= Laura Henriques =

American science education scholar

Laura Henriques is an American science education scholar known for her work on common misconceptions about scientific concepts, especially among children, and her work with the Physics Teacher Education Coalition (PhysTEC). She is a professor in the Science Education Department at California State University, Long Beach.

==Education and career==
Henriques graduated from Williams College in 1985 with a bachelor's degree in physics. From 1985 until 1992 she worked as a middle and high school physics teacher in New Jersey and Pennsylvania, and from 1990 to 1994 she was a master teacher for the Woodrow Wilson National Fellowship Foundation.

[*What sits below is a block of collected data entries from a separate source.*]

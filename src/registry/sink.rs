//! Bounded consumer sinks
//!
//! A [`ConsumerSink`] is the queue between a quality's broadcast loop (the
//! only writer) and one viewer task (the only reader). Writes never wait: when
//! the queue is full the oldest buffered chunk is discarded to make room, so a
//! slow viewer only ever loses its own backlog.

use std::collections::VecDeque;
use std::sync::atomic::{AtomicU64, Ordering};
use std::sync::{Arc, Mutex, MutexGuard, PoisonError};

use bytes::Bytes;
use tokio::sync::Notify;

/// Default number of chunks a viewer may fall behind before drops start
pub const DEFAULT_SINK_CAPACITY: usize = 1024;

static NEXT_SINK_ID: AtomicU64 = AtomicU64::new(1);

/// Identity of a consumer sink, used to unregister a specific viewer
#[derive(Debug, Clone, Copy, PartialEq, Eq, Hash, PartialOrd, Ord)]
pub struct SinkId(u64);

impl std::fmt::Display for SinkId {
    fn fmt(&self, f: &mut std::fmt::Formatter<'_>) -> std::fmt::Result {
        write!(f, "sink-{}", self.0)
    }
}

/// Result of a non-blocking push into a sink
#[derive(Debug, Clone, Copy, PartialEq, Eq)]
pub enum PushOutcome {
    /// The chunk was queued without loss
    Queued,
    /// The queue was full; the oldest chunk was discarded
    DroppedOldest,
    /// The sink is closed; the chunk was discarded
    Closed,
}

#[derive(Debug, Default)]
struct SinkQueue {
    chunks: VecDeque<Bytes>,
    closed: bool,
}

#[derive(Debug)]
struct Shared {
    capacity: usize,
    queue: Mutex<SinkQueue>,
    notify: Notify,
}

/// Bounded drop-oldest FIFO of byte chunks
///
/// Cloning yields another handle to the same queue; the quality keeps one
/// handle and the viewer task keeps the other.
#[derive(Debug, Clone)]
pub struct ConsumerSink {
    id: SinkId,
    shared: Arc<Shared>,
}

impl ConsumerSink {
    /// Create a sink holding at most `capacity` chunks (clamped to at least 1)
    pub fn new(capacity: usize) -> Self {
        let capacity = capacity.max(1);
        Self {
            id: SinkId(NEXT_SINK_ID.fetch_add(1, Ordering::Relaxed)),
            shared: Arc::new(Shared {
                capacity,
                queue: Mutex::new(SinkQueue {
                    chunks: VecDeque::with_capacity(capacity.min(64)),
                    closed: false,
                }),
                notify: Notify::new(),
            }),
        }
    }

    /// Sink identity
    pub fn id(&self) -> SinkId {
        self.id
    }

    /// Maximum number of buffered chunks
    pub fn capacity(&self) -> usize {
        self.shared.capacity
    }

    /// Number of chunks currently buffered
    pub fn len(&self) -> usize {
        self.lock().chunks.len()
    }

    /// Whether no chunk is buffered
    pub fn is_empty(&self) -> bool {
        self.lock().chunks.is_empty()
    }

    /// Whether the sink has been closed
    pub fn is_closed(&self) -> bool {
        self.lock().closed
    }

    /// Enqueue a chunk without waiting, discarding the oldest one if full
    pub(crate) fn push(&self, chunk: Bytes) -> PushOutcome {
        let outcome = {
            let mut queue = self.lock();
            if queue.closed {
                return PushOutcome::Closed;
            }

            let outcome = if queue.chunks.len() >= self.shared.capacity {
                queue.chunks.pop_front();
                PushOutcome::DroppedOldest
            } else {
                PushOutcome::Queued
            };
            queue.chunks.push_back(chunk);
            outcome
        };

        self.shared.notify.notify_one();
        outcome
    }

    /// Mark the sink closed.
    ///
    /// Returns `true` only for the call that actually closed it. Chunks
    /// already buffered stay readable.
    pub(crate) fn close(&self) -> bool {
        let closed_now = {
            let mut queue = self.lock();
            !std::mem::replace(&mut queue.closed, true)
        };

        if closed_now {
            self.shared.notify.notify_one();
        }
        closed_now
    }

    /// Take the next chunk if one is buffered
    pub fn try_recv(&self) -> Option<Bytes> {
        self.lock().chunks.pop_front()
    }

    /// Wait for the next chunk.
    ///
    /// Returns `None` once the sink is closed and fully drained.
    pub async fn recv(&self) -> Option<Bytes> {
        loop {
            {
                let mut queue = self.lock();
                if let Some(chunk) = queue.chunks.pop_front() {
                    return Some(chunk);
                }
                if queue.closed {
                    return None;
                }
            }

            // A push or close between the unlock above and this await leaves a
            // stored permit, so the wakeup is not lost.
            self.shared.notify.notified().await;
        }
    }

    fn lock(&self) -> MutexGuard<'_, SinkQueue> {
        self.shared
            .queue
            .lock()
            .unwrap_or_else(PoisonError::into_inner)
    }
}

Returning to graduate study, she completed a Ph.D. in science education at the University of Iowa in 1997. Meanwhile, she joined CSU Long Beach in 1995.

==Recognition==
Henriques was elected as a Fellow of the American Physical Society (APS) in 2020, after a nomination from the APS Forum on Education, "for many significant contributions to PhysTEC as a site lead, architect of a regional network, National Advisory Board member, and mentor for the new regional network as well as for service to the American Physical Society in various educational initiatives".

She was president of the California Association of Science Educators (CASE) from 2013 to 2015, and was the 2021 recipient of CASE's Margaret Nicholson Distinguished Service Award.

==Personal life==
In 1995 she married Al Colburn, also a professor of science education at CSU Long Beach.